Work instructions »
Copy out the data below verbatim.

======

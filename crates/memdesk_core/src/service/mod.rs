//! Controller services over the memory gateway.
//!
//! # Responsibility
//! - Orchestrate gateway calls into panel-level operations.
//! - Keep the presentation layer decoupled from gateway and storage details.

pub mod delete_coordinator;
pub mod memory_controller;
pub mod snapshot;
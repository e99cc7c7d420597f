//! FFI bridge crate exposing the memory panel to Flutter.

pub mod api;
//! Local UI state owned by the memory controller.
//!
//! # Responsibility
//! - Hold the entry list, filter drafts, selection, create draft and delete
//!   confirmations as plain state objects.
//! - Expose only named mutators; orchestration lives in `service`.
//!
//! # Invariants
//! - None of these types performs I/O.

pub mod confirm;
pub mod draft;
pub mod entries;
pub mod filter;
pub mod selection;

======

Answer section »
filename crates/memdesk_core/src/service/mod.rs
//! Controller services over the memory gateway.
//!
//! # Responsibility
//! - Orchestrate gateway calls into panel-level operations.
//! - Keep the presentation layer decoupled from gateway and storage details.

pub mod delete_coordinator;
pub mod memory_controller;
pub mod snapshot;
repository e99cc7c7d420597f
//! FFI bridge crate exposing the memory panel to Flutter.

pub mod api;
//! Local UI state owned by the memory controller.
//!
//! # Responsibility
//! - Hold the entry list, filter drafts, selection, create draft and delete
//!   confirmations as plain state objects.
//! - Expose only named mutators; orchestration lives in `service`.
//!
//! # Invariants
//! - None of these types performs I/O.

pub mod confirm;
pub mod draft;
pub mod entries;
pub mod filter;
pub mod selection;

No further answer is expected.